Далее кое-что проясняется, но отнюдь не все. Прокурор находит, что обвиняемый, судя по всему, не глуп, но это, оказывается, лишь усугубляет вину. Адвокат почему-то говорит «я», излагая поступки подзащитного, и тот думает: «это устраняет меня из дела, сводит меня к нулю» (I, 1197). Он и правда «лишний» в игре защиты и обвинения, где ставкой служит его жизнь, но правила которой для него за семью замками. Ходы игроков загадочны и рождают в нем чувство невсамделишности, призрачности происходящего. Да игрокам и самим едва ли приходило в голову хоть раз всерьез задуматься о смысле своего занятия.
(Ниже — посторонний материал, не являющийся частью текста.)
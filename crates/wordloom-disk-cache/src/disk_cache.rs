//! # Wordloom Disk Cache

use std::{
    fs,
    path::{Path, PathBuf},
};

use anyhow::Context;
use downloader::{Download, Downloader};

use crate::WORDLOOM_CACHE_CONFIG;

/// Options for [`WordloomDiskCache`].
#[derive(Clone, Default, Debug)]
pub struct WordloomDiskCacheOptions {
    /// Optional path to the cache directory.
    pub cache_dir: Option<PathBuf>,

    /// Optional [`Downloader`] builder.
    pub downloader: Option<fn() -> Downloader>,
}

impl WordloomDiskCacheOptions {
    /// Set the cache directory.
    pub fn with_cache_dir<P: AsRef<Path>>(
        mut self,
        cache_dir: Option<P>,
    ) -> Self {
        self.cache_dir = cache_dir.map(|p| p.as_ref().to_path_buf());
        self
    }

    /// Set the downloader builder.
    pub fn with_downloader(
        mut self,
        downloader: Option<fn() -> Downloader>,
    ) -> Self {
        self.downloader = downloader;
        self
    }
}

/// Disk cache for downloaded vector table files.
///
/// Leverages [`Downloader`] for downloading files, and
/// [`PathResolver`](`crate::PathResolver`) for resolving a cache path
/// appropriate for a user/system combo, and any environment overrides.
pub struct WordloomDiskCache {
    /// Cache directory.
    cache_dir: PathBuf,

    /// Connection pool for downloading files.
    downloader: Downloader,
}

impl Default for WordloomDiskCache {
    fn default() -> Self {
        Self::new(WordloomDiskCacheOptions::default()).unwrap()
    }
}

impl WordloomDiskCache {
    /// Construct a new [`WordloomDiskCache`].
    pub fn new(options: WordloomDiskCacheOptions) -> anyhow::Result<Self> {
        let cache_dir = WORDLOOM_CACHE_CONFIG
            .resolve_cache_dir(options.cache_dir)
            .context("failed to resolve cache directory")?;

        let downloader = match options.downloader {
            Some(builder) => builder(),
            None => Downloader::builder().build()?,
        };

        Ok(Self {
            cache_dir,
            downloader,
        })
    }

    /// Get the cache directory.
    pub fn cache_dir(&self) -> &Path {
        &self.cache_dir
    }

    /// Get the downloader.
    pub fn downloader(&self) -> &Downloader {
        &self.downloader
    }

    /// Get the cache path for the given key.
    ///
    /// * Does not check that the path exists.
    /// * Does not initialize the containing directories.
    ///
    /// # Arguments
    /// * `context` - prefix dirs, inserted between `self.cache_dir` and `file`.
    /// * `file` - the final file name.
    pub fn cache_path<C, F>(
        &self,
        context: &[C],
        file: F,
    ) -> PathBuf
    where
        C: AsRef<Path>,
        F: AsRef<Path>,
    {
        let mut path = self.cache_dir.clone();
        path.extend(context.iter().map(|s| s.as_ref()));
        path.push(file.as_ref());
        path
    }

    /// Loads a cached file from a specified path or downloads it if it
    /// does not exist.
    ///
    /// # Arguments
    /// * `context` - prefix dirs used in determining the cache location.
    /// * `urls` - the mirror URLs to download the file from if it is
    ///   not already cached.
    /// * `download` - whether to attempt downloading the file when it
    ///   does not already exist in the cache.
    ///
    /// # Returns
    /// A [`PathBuf`] pointing to the cached file if it exists or is
    /// successfully downloaded.
    ///
    /// # Errors
    /// * Returns an error if the cached file does not exist and
    ///   `download` is `false`.
    /// * Returns an error if the downloading process fails.
    pub fn load_cached_path<C, S>(
        &mut self,
        context: &[C],
        urls: &[S],
        download: bool,
    ) -> anyhow::Result<PathBuf>
    where
        C: AsRef<Path>,
        S: AsRef<str>,
    {
        let urls: Vec<_> = urls.iter().map(|s| s.as_ref()).collect();
        let mut dl = Download::new_mirrored(&urls);
        let file_name = dl.file_name.clone();
        let path = self.cache_path(context, &file_name);
        dl.file_name = path.clone();

        if path.exists() {
            return Ok(path);
        }

        if !download {
            anyhow::bail!("cached file not found: {}", path.display());
        }

        fs::create_dir_all(path.parent().unwrap())?;

        self.downloader.download(&[dl])?;

        Ok(path)
    }
}

#[cfg(test)]
mod tests {
    use std::{env, path::PathBuf};

    use serial_test::serial;

    use crate::{
        WORDLOOM_CACHE_CONFIG,
        WORDLOOM_CACHE_DIR,
        disk_cache::{WordloomDiskCache, WordloomDiskCacheOptions},
    };

    #[test]
    #[serial]
    fn test_resolve_cache_dir() {
        let orig_cache_dir = env::var(WORDLOOM_CACHE_DIR);

        let pds = WORDLOOM_CACHE_CONFIG
            .project_dirs()
            .expect("failed to get project dirs");

        let user_cache_dir = PathBuf::from("/tmp/wordloom/cache");
        let env_cache_dir = PathBuf::from("/tmp/wordloom/env_cache");

        // No env var.
        unsafe {
            env::remove_var(WORDLOOM_CACHE_DIR);
        }

        let cache = WordloomDiskCache::new(
            WordloomDiskCacheOptions::default().with_cache_dir(Some(user_cache_dir.clone())),
        )
        .unwrap();
        assert_eq!(&cache.cache_dir(), &user_cache_dir);

        let cache = WordloomDiskCache::new(WordloomDiskCacheOptions::default()).unwrap();
        assert_eq!(&cache.cache_dir(), &pds.cache_dir().to_path_buf());

        // With env var.
        unsafe {
            env::set_var(WORDLOOM_CACHE_DIR, env_cache_dir.to_str().unwrap());
        }

        let cache = WordloomDiskCache::new(
            WordloomDiskCacheOptions::default().with_cache_dir(Some(user_cache_dir.clone())),
        )
        .unwrap();
        assert_eq!(&cache.cache_dir(), &user_cache_dir);

        let cache = WordloomDiskCache::new(WordloomDiskCacheOptions::default()).unwrap();
        assert_eq!(&cache.cache_dir(), &env_cache_dir);

        // Restore original env var.
        match orig_cache_dir {
            Ok(original) => unsafe { env::set_var(WORDLOOM_CACHE_DIR, original) },
            Err(_) => unsafe { env::remove_var(WORDLOOM_CACHE_DIR) },
        }
    }

    #[test]
    #[serial]
    fn test_cache_path() {
        let cache = WordloomDiskCache::new(WordloomDiskCacheOptions::default()).unwrap();
        let path = cache.cache_path(&["glove"], "glove.6B.100d.txt");
        assert_eq!(
            path,
            cache.cache_dir().join("glove").join("glove.6B.100d.txt")
        );
    }
}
Подсказывая заостренную почти до гротеска модель такой деятельности, Камю поместил среди публики ту самую «женщину-автомат», рядом с которой Мерсо однажды обедал в бистро и был ошеломлен тем, как она с отрешенностью марионетки не ела, а выполняла процедуру приема пищи и как при этом еще более отчужденно подчеркивала подряд строку за строкой в программе радиопередач. Вершители правосудия столь же механично повторяют свои затверженные манипуляции: когда-то они усвоили, что и как положено делать, и теперь без тени сомнения прикладывают заштампованные мерки к очередному случаю. Незадачливый зритель, Мерсо дивится, потому что не понимает. Однако непонимание это особое: в нем не слепота, а зоркость. То, во что другие погружены с головой, к чему они подходят изнутри, он созерцает извне. У него нет их шор. И он обнаруживает изъяны, скрытые от остальных благоговением перед привычным и должным. Он платит судьям их же монетой: для них он враждебно-странен, они же, в свою очередь, «острáннены» его взглядом, превращены в устроителей трагикомического действа. Сквозь его изумление проступает издевка Камю над мертвым языком и ритуалом мертвой официальщины. Суд над «посторонним» оборачивается саркастическим судом самого писателя над поддельными ценностями промотавшего живую душу общества.